I would like to hear more opinions from others about the solution b)
which seems to be ok for me.
>>>>> On Sat, 19 May 2018 15:38:52 -0700, Derek Poon <derekp+...@ece.ubc.ca>
>>>>> said:
> Thomas,
> I'd like to revisit the issue of APT keys that I had mentioned earlier.
> FAI 5.5.3 changed the task_repository() function in
/usr/lib/fai/subroutines, such that it copies *.asc files into the target OS's
/etc/apt/
> trusted.gpg.d instead of calling `apt-key add`.
> This broke APT keys for target OSes that have apt < 1.4~beta1, which only
look for /etc/apt/trusted.gpg.d/*.gpg files. Since 1.4~beta1, APT will
> also look for /etc/apt/trusted.gpg.d/*.asc.

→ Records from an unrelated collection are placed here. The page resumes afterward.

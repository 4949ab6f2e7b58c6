//! Deterministic random number generation for deck shuffles.
//!
//! ## Key Features
//!
//! - **Deterministic**: Same seed produces the same deck order
//! - **Forkable**: Each game shuffles with its own derived seed
//! - **Serializable**: O(1) state capture and restore
//!
//! Fairness is statistical, not cryptographic: any uniform permutation is
//! good enough for a pairs game.
//!
//! ```
//! use memory_pairs::core::GameRng;
//!
//! let mut a = GameRng::new(42);
//! let mut b = GameRng::new(42);
//!
//! let mut left = vec![1, 2, 3, 4, 5, 6];
//! let mut right = left.clone();
//! a.shuffle(&mut left);
//! b.shuffle(&mut right);
//! assert_eq!(left, right);
//! ```

use rand::SeedableRng;
use rand_chacha::ChaCha8Rng;
use serde::{Deserialize, Serialize};

/// Deterministic RNG backed by ChaCha8.
#[derive(Clone, Debug)]
pub struct GameRng {
    inner: ChaCha8Rng,
    seed: u64,
    fork_counter: u64,
}

impl GameRng {
    /// Create a new RNG with the given seed.
    #[must_use]
    pub fn new(seed: u64) -> Self {
        Self {
            inner: ChaCha8Rng::seed_from_u64(seed),
            seed,
            fork_counter: 0,
        }
    }

    /// Create an RNG seeded from OS entropy.
    ///
    /// The chosen seed is still recorded, so `state()` can reproduce it.
    #[must_use]
    pub fn from_entropy() -> Self {
        Self::new(rand::random())
    }

    /// The seed this RNG was created with.
    #[must_use]
    pub fn seed(&self) -> u64 {
        self.seed
    }

    /// Fork this RNG to create an independent branch.
    ///
    /// Each fork produces a different but deterministic sequence. The
    /// engine forks once per game so a game can be re-dealt from the fork's
    /// seed alone.
    #[must_use]
    pub fn fork(&mut self) -> Self {
        self.fork_counter += 1;
        let fork_seed = self.seed.wrapping_add(self.fork_counter.wrapping_mul(0x9E3779B97F4A7C15));
        Self::new(fork_seed)
    }

    /// Shuffle a slice in place (Fisher-Yates).
    pub fn shuffle<T>(&mut self, slice: &mut [T]) {
        use rand::seq::SliceRandom;
        slice.shuffle(&mut self.inner);
    }

    /// Get the current state for serialization.
    #[must_use]
    pub fn state(&self) -> GameRngState {
        GameRngState {
            seed: self.seed,
            word_pos: self.inner.get_word_pos(),
            fork_counter: self.fork_counter,
        }
    }

    /// Restore from a saved state.
    #[must_use]
    pub fn from_state(state: &GameRngState) -> Self {
        let mut inner = ChaCha8Rng::seed_from_u64(state.seed);
        inner.set_word_pos(state.word_pos);
        Self {
            inner,
            seed: state.seed,
            fork_counter: state.fork_counter,
        }
    }
}

/// Serializable RNG state for replays.
///
/// Uses ChaCha8 word position for O(1) serialization regardless of
/// how many shuffles have run.
#[derive(Clone, Debug, PartialEq, Eq, Serialize, Deserialize)]
pub struct GameRngState {
    /// Original seed
    pub seed: u64,
    /// ChaCha8 word position (128-bit counter)
    pub word_pos: u128,
    /// Fork counter for deterministic branching
    pub fork_counter: u64,
}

> FAI 5.6.1 introduces a workaround: for each relevant class, it copies a
$class.gpg file if it exists, and falls back to copying a $class.asc file.

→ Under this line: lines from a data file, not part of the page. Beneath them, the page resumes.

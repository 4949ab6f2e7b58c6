//! Player-facing actions and their history.
//!
//! Every accepted action is recorded with the tick it happened on, counted
//! from the start of its game, so a game can be replayed from its seed:
//!
//! ```
//! use memory_pairs::cards::CardId;
//! use memory_pairs::core::{Action, ActionRecord};
//!
//! let record = ActionRecord::new(Action::Select(CardId::new(3)), 4, 0);
//! assert_eq!(record.action.card(), Some(CardId::new(3)));
//! ```

use serde::{Deserialize, Serialize};

use crate::cards::CardId;

/// Something the host asks the engine to do within a running game.
#[derive(Clone, Copy, Debug, PartialEq, Eq, Hash, Serialize, Deserialize)]
pub enum Action {
    /// Turn a card face-up.
    Select(CardId),
    /// Move the logical clock forward.
    Advance(u64),
}

impl Action {
    /// The card this action targets, if any.
    #[must_use]
    pub fn card(&self) -> Option<CardId> {
        match self {
            Action::Select(id) => Some(*id),
            Action::Advance(_) => None,
        }
    }
}

/// A recorded action with metadata for history tracking.
#[derive(Clone, Debug, PartialEq, Eq, Serialize, Deserialize)]
pub struct ActionRecord {
    /// The action taken.
    pub action: Action,

    /// Ticks since the game started.
    pub tick: u64,

    /// Position in the game's history (for ordering).
    pub sequence: u32,
}

impl ActionRecord {
    /// Create a new action record.
    #[must_use]
    pub fn new(action: Action, tick: u64, sequence: u32) -> Self {
        Self {
            action,
            tick,
            sequence,
        }
    }
}

#[cfg(test)]
mod tests {
    use super::*;

    #[test]
    fn test_action_card() {
        assert_eq!(Action::Select(CardId::new(1)).card(), Some(CardId::new(1)));
        assert_eq!(Action::Advance(3).card(), None);
    }

    #[test]
    fn test_record_serde() {
        let record = ActionRecord::new(Action::Advance(2), 10, 5);
        let json = serde_json::to_string(&record).unwrap();
        let back: ActionRecord = serde_json::from_str(&json).unwrap();
        assert_eq!(record, back);
    }
}
//! # memory-pairs
//!
//! Engine for a memory-matching ("pairs") card game: a deck holding two
//! copies of each face is shuffled face-down, the player turns over two
//! cards per turn, found pairs stay up, misses flip back, and the game ends
//! when every pair is found.
//!
//! ## Design Principles
//!
//! 1. **Presentation-Free**: No rendering, layout, or asset lookup. Faces
//!    are opaque ids; hosts draw from `GameState` and `GameEvent`s.
//!
//! 2. **Pure Transitions**: `rules` maps a state to the next state without
//!    mutating its input. `GameEngine` only commits results.
//!
//! 3. **Logical Time**: Delays are deferred transitions on a tick clock the
//!    host advances. Each one is tagged with its game and becomes a no-op
//!    once that game is replaced.
//!
//! ## Modules
//!
//! - `cards`: Card ids, faces, and card status
//! - `core`: State, actions, RNG, configuration, errors
//! - `rules`: Selection and deferred-transition logic
//! - `schedule`: Logical clock and deferred transition queue
//! - `events`: Event types and the observer bus
//! - `engine`: `GameEngine`, the facade hosts talk to

pub mod cards;
pub mod core;
pub mod engine;
pub mod events;
pub mod rules;
pub mod schedule;

// Re-export commonly used types
pub use crate::cards::{Card, CardId, CardStatus, FaceId};

pub use crate::core::{
    Action, ActionRecord, EngineConfig, EngineError, GameId, GameRng, GameRngState, GameState,
    Result, Selection,
};

pub use crate::engine::GameEngine;

pub use crate::events::{EventBus, GameEvent, Listener, SubscriptionId};

pub use crate::rules::{IgnoreReason, SelectOutcome, Transition};

pub use crate::schedule::{Deferred, DeferredId, DeferredKind, Schedule};
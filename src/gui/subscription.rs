//! gui/subscription.rs
//! Poll build progress by emitting a periodic TickBuild message while a book is being made.

use iced::{Subscription, time};
use std::time::Duration;

use super::state::{Fuzer, Message};

pub(crate) fn subscription(state: &Fuzer) -> Subscription<Message> {
    if state.build_events.is_none() {
        return Subscription::none();
    }

    time::every(Duration::from_millis(150)).map(|_| Message::TickBuild)
}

> However, the FAI 5.6.1 behaviour still imposes an unreasonable burden of
maintaining redundant files in the package_config directory: .asc files
> for FAI clients older than 5.5.3, and .gpg files for FAI clients since
5.6.1.
> To summarize, FAI has traditionally supported ASCII-armored .asc key
files, and APT has traditionally supported dearmored .gpg key files. I
> see two possible good solutions:
> (a) Revert to the pre-5.5.3 behaviour, and call `apt-key add`. A
disadvantage is that it requires a working apt-key command in the target OS,
which
> may require the gnupg package to be installed (by debootstrap).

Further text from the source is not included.